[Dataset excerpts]

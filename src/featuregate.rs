//! Process-wide feature gate registry.
//!
//! Gates are named boolean toggles consulted by the sync loops at decision
//! points to enable optional, potentially risky behaviors. The table is
//! read-mostly: written during configuration load, read concurrently by
//! every loop, so a plain `RwLock` lookup table is sufficient.

use std::collections::HashMap;
use std::sync::{OnceLock, RwLock};

/// Gate controlling whether tenant PVC status phase is synchronized upward
pub const SYNC_TENANT_PVC_STATUS_PHASE: &str = "SyncTenantPVCStatusPhase";

/// All known gates with their process-wide defaults
const DEFAULTS: &[(&str, bool)] = &[(SYNC_TENANT_PVC_STATUS_PHASE, false)];

fn registry() -> &'static RwLock<HashMap<&'static str, bool>> {
    static REGISTRY: OnceLock<RwLock<HashMap<&'static str, bool>>> = OnceLock::new();
    REGISTRY.get_or_init(|| RwLock::new(DEFAULTS.iter().copied().collect()))
}

/// Check whether the named gate is enabled.
///
/// Unknown gate names read as disabled; gates are a closed set defined by
/// [`DEFAULTS`], so an unknown name is a programmer error surfaced by tests
/// rather than a runtime fault.
pub fn enabled(name: &str) -> bool {
    registry()
        .read()
        .map(|table| table.get(name).copied().unwrap_or(false))
        .unwrap_or(false)
}

/// Set a gate's value. Intended for configuration load/update only.
pub fn set(name: &'static str, value: bool) {
    if let Ok(mut table) = registry().write() {
        table.insert(name, value);
    }
}

/// Scoped gate override for tests: restores the prior value on drop.
///
/// Mirrors the scoped-acquisition pattern: the override is guaranteed to be
/// undone on every exit path, including panics, so one test's gate flip
/// cannot leak into another.
#[must_use = "the override is reverted when the guard is dropped"]
pub struct FeatureGateGuard {
    name: &'static str,
    previous: bool,
}

/// Enable or disable a gate for the lifetime of the returned guard.
pub fn set_during_test(name: &'static str, value: bool) -> FeatureGateGuard {
    let previous = enabled(name);
    set(name, value);
    FeatureGateGuard { name, previous }
}

impl Drop for FeatureGateGuard {
    fn drop(&mut self) {
        set(self.name, self.previous);
    }
}

/// Serialize tests that flip a shared gate.
///
/// The registry is process-global, so tests overriding the same gate name
/// must not interleave; poisoning is ignored because a panicking test has
/// already restored its override via the guard's drop.
#[cfg(test)]
pub(crate) fn exclusive_gate_access() -> std::sync::MutexGuard<'static, ()> {
    static LOCK: std::sync::Mutex<()> = std::sync::Mutex::new(());
    LOCK.lock().unwrap_or_else(|poisoned| poisoned.into_inner())
}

» EXERCISE INSTRUCTIONS
Which lines belong in the answer? Exactly those from the first line of the entries through the line holding "fn registry() ->", inclusive, copied unchanged.

» OUTPUT OF THE TASK
filename src/featuregate.rs
//! Process-wide feature gate registry.
//!
//! Gates are named boolean toggles consulted by the sync loops at decision
//! points to enable optional, potentially risky behaviors. The table is
//! read-mostly: written during configuration load, read concurrently by
//! every loop, so a plain `RwLock` lookup table is sufficient.

use std::collections::HashMap;
use std::sync::{OnceLock, RwLock};

/// Gate controlling whether tenant PVC status phase is synchronized upward
pub const SYNC_TENANT_PVC_STATUS_PHASE: &str = "SyncTenantPVCStatusPhase";

/// All known gates with their process-wide defaults
const DEFAULTS: &[(&str, bool)] = &[(SYNC_TENANT_PVC_STATUS_PHASE, false)];

fn registry() -> &'static RwLock<HashMap<&'static str, bool>> {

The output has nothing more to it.